Return every line of the data below, exactly.
** Opening PROVIDED RECORDS block **
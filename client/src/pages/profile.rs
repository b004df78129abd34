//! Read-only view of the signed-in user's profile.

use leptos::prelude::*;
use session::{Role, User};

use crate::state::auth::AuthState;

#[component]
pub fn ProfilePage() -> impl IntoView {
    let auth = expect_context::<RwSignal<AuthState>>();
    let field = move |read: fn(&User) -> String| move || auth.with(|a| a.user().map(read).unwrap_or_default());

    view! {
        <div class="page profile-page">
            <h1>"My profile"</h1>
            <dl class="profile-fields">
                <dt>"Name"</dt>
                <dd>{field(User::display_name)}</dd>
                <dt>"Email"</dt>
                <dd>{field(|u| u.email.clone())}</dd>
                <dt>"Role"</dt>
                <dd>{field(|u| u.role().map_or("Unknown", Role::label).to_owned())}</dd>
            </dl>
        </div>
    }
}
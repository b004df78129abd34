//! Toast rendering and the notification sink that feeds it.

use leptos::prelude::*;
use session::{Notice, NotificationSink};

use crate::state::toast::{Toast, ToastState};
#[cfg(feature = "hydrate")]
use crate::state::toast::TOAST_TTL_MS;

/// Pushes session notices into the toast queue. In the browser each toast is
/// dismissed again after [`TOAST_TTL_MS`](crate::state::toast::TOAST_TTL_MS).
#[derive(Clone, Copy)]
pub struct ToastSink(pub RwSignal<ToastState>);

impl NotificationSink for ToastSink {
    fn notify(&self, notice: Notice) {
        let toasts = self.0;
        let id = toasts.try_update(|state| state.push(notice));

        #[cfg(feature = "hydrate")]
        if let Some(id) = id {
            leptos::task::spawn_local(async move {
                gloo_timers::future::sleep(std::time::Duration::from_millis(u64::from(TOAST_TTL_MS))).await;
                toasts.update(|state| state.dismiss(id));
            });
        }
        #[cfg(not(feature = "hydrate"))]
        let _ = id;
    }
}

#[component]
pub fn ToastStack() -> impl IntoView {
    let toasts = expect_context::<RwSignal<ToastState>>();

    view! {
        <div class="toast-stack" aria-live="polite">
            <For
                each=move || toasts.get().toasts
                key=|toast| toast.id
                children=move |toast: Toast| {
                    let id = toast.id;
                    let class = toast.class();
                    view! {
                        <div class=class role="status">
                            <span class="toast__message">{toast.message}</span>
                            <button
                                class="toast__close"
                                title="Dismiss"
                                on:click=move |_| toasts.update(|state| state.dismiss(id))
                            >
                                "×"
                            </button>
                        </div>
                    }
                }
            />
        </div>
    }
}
** Closing PROVIDED RECORDS block **
__OUTPUT OF THE TASK__:
filename client/src/pages/profile.rs
repository b004df78129abd34
//! Read-only view of the signed-in user's profile.

use leptos::prelude::*;
use session::{Role, User};

use crate::state::auth::AuthState;

#[component]
pub fn ProfilePage() -> impl IntoView {
    let auth = expect_context::<RwSignal<AuthState>>();
    let field = move |read: fn(&User) -> String| move || auth.with(|a| a.user().map(read).unwrap_or_default());

    view! {
        <div class="page profile-page">
            <h1>"My profile"</h1>
            <dl class="profile-fields">
                <dt>"Name"</dt>
                <dd>{field(User::display_name)}</dd>
                <dt>"Email"</dt>
                <dd>{field(|u| u.email.clone())}</dd>
                <dt>"Role"</dt>
                <dd>{field(|u| u.role().map_or("Unknown", Role::label).to_owned())}</dd>
            </dl>
        </div>
    }
}
repository b004df78129abd34
//! Toast rendering and the notification sink that feeds it.

use leptos::prelude::*;
use session::{Notice, NotificationSink};

use crate::state::toast::{Toast, ToastState};
#[cfg(feature = "hydrate")]
use crate::state::toast::TOAST_TTL_MS;

/// Pushes session notices into the toast queue. In the browser each toast is
/// dismissed again after [`TOAST_TTL_MS`](crate::state::toast::TOAST_TTL_MS).
#[derive(Clone, Copy)]
pub struct ToastSink(pub RwSignal<ToastState>);

impl NotificationSink for ToastSink {
    fn notify(&self, notice: Notice) {
        let toasts = self.0;
        let id = toasts.try_update(|state| state.push(notice));

        #[cfg(feature = "hydrate")]
        if let Some(id) = id {
            leptos::task::spawn_local(async move {
                gloo_timers::future::sleep(std::time::Duration::from_millis(u64::from(TOAST_TTL_MS))).await;
                toasts.update(|state| state.dismiss(id));
            });
        }
        #[cfg(not(feature = "hydrate"))]
        let _ = id;
    }
}

#[component]
pub fn ToastStack() -> impl IntoView {
    let toasts = expect_context::<RwSignal<ToastState>>();

    view! {
        <div class="toast-stack" aria-live="polite">
            <For
                each=move || toasts.get().toasts
                key=|toast| toast.id
                children=move |toast: Toast| {
                    let id = toast.id;
                    let class = toast.class();
                    view! {
                        <div class=class role="status">
                            <span class="toast__message">{toast.message}</span>
                            <button
                                class="toast__close"
                                title="Dismiss"
                                on:click=move |_| toasts.update(|state| state.dismiss(id))
                            >
                                "×"
                            </button>
                        </div>
                    }
                }
            />
        </div>
    }
}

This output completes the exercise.